On 6/18/24 21:09, Murray McCullough via cctalk wrote:
Today I came across an obituary of Lynn Conway, computer pioneer in the field of VLSI(along with Carver Mead) and also in one called dynamic instruction scheduling(used in supercomputing world). More to the point Conway was transgender and suffered for this, an almost forgotten pioneer in the microcomputing and supercomputing fields. Also, as a researcher at IBM and Xerox Parc where she contributed to the first years of microcomputing, the GUI and Ethernet protocol development. Eventually the IEEE recognized her contributions as did IBM - better late than never!

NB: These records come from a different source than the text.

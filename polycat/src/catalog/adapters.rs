// Copyright (c) 2024-2025 DeepGraph Inc.
// SPDX-License-Identifier: Apache-2.0
//
//! Adapter registry entries

use super::entities::{Adapter, AdapterKind};
use super::error::{CatalogError, CatalogResult};
use super::events::{CatalogEvent, Change};
use super::manager::Catalog;
use log::debug;
use std::collections::BTreeMap;

impl Catalog {
    /// Register an adapter; unique names are case-insensitive
    pub fn add_adapter(
        &self,
        unique_name: &str,
        adapter_name: &str,
        kind: AdapterKind,
        settings: BTreeMap<String, String>,
    ) -> CatalogResult<u64> {
        let _guard = self.lock.lock();
        let unique_name = unique_name.to_lowercase();
        if self.store.adapter_names.contains(&unique_name)? {
            return Err(CatalogError::EntityAlreadyExists(format!(
                "adapter '{}'",
                unique_name
            )));
        }
        let id = self.ids.adapter.next();
        let adapter = Adapter {
            id,
            unique_name,
            adapter_name: adapter_name.to_string(),
            kind,
            settings,
        };
        self.store.adapters.put(&id, &adapter)?;
        self.store.adapter_names.put(&adapter.unique_name, &id)?;
        debug!(
            "Added {} adapter '{}' ({})",
            kind.as_str(),
            adapter.unique_name,
            id
        );
        self.emit(CatalogEvent::Adapter(Change::created(adapter)));
        Ok(id)
    }

    pub fn update_adapter_settings(
        &self,
        adapter_id: u64,
        settings: BTreeMap<String, String>,
    ) -> CatalogResult<()> {
        let _guard = self.lock.lock();
        let old = self.adapter(adapter_id)?;
        let new = Adapter {
            settings,
            ..old.clone()
        };
        self.store.adapters.put(&adapter_id, &new)?;
        self.emit(CatalogEvent::Adapter(Change::replaced(old, new)));
        Ok(())
    }

    /// Remove an adapter that no longer holds any data, index or graph placement
    pub fn delete_adapter(&self, adapter_id: u64) -> CatalogResult<()> {
        let _guard = self.lock.lock();
        let adapter = self.adapter(adapter_id)?;
        let held = self.get_data_placements_on_adapter(adapter_id)?;
        if !held.is_empty() {
            return Err(CatalogError::InvariantViolation(format!(
                "adapter '{}' still holds {} data placements",
                adapter.unique_name,
                held.len()
            )));
        }
        let indexes = self.get_indexes_on_adapter(adapter_id)?;
        if let Some(index) = indexes.first() {
            return Err(CatalogError::InvariantViolation(format!(
                "adapter '{}' still holds index '{}'",
                adapter.unique_name, index.name
            )));
        }
        if let Some(placement) = self
            .store
            .graph_placements
            .values()?
            .into_iter()
            .find(|p| p.adapter_id == adapter_id)
        {
            return Err(CatalogError::InvariantViolation(format!(
                "adapter '{}' still holds a placement of graph {}",
                adapter.unique_name, placement.graph_id
            )));
        }
        self.store.adapters.remove(&adapter_id);
        self.store.adapter_names.remove(&adapter.unique_name);
        debug!("Deleted adapter '{}' ({})", adapter.unique_name, adapter_id);
        self.emit(CatalogEvent::Adapter(Change::deleted(adapter)));
        Ok(())
    }

    pub fn get_adapter(&self, adapter_id: u64) -> CatalogResult<Adapter> {
        self.adapter(adapter_id)
    }

    pub fn get_adapter_by_name(&self, unique_name: &str) -> CatalogResult<Adapter> {
        let unique_name = unique_name.to_lowercase();
        match self.store.adapter_names.get(&unique_name)? {
            Some(id) => self.adapter(id),
            None => Err(CatalogError::UnknownAdapter(unique_name)),
        }
    }

    pub fn get_adapters(&self) -> CatalogResult<Vec<Adapter>> {
        self.store.adapters.values()
    }

    pub fn check_if_exists_adapter(&self, adapter_id: u64) -> CatalogResult<bool> {
        self.store.adapters.contains(&adapter_id)
    }
}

WOW, sad news! Yes, Larry/Lynn Conway was right in the middle of MAJOR developments in computers and ICs. I think as Larry, he wrote a cycle-by-cycle simulator that was used to test performance of computer designs in the 360 series and later machines. The original ran on the 7094 (that should date this.) Later, that simulator was used to predict the performance of what became the 360/85, which was really the prototype of the 370/165. The /85 was the first IBM machine to use a cache (called a storage buffer by IBM). The /85 was the first production machine from IBM to use monolithic integrated circuits (MST4) and water cooling The simulator was also used to evaluate the performance of the never-built FS and ACS projects.
When I heard about Lynn and Carver's book and work in logic synthesis, I thought they were nuts. Well, I was looking about a year ahead, and they were looking TWENTY years into the future!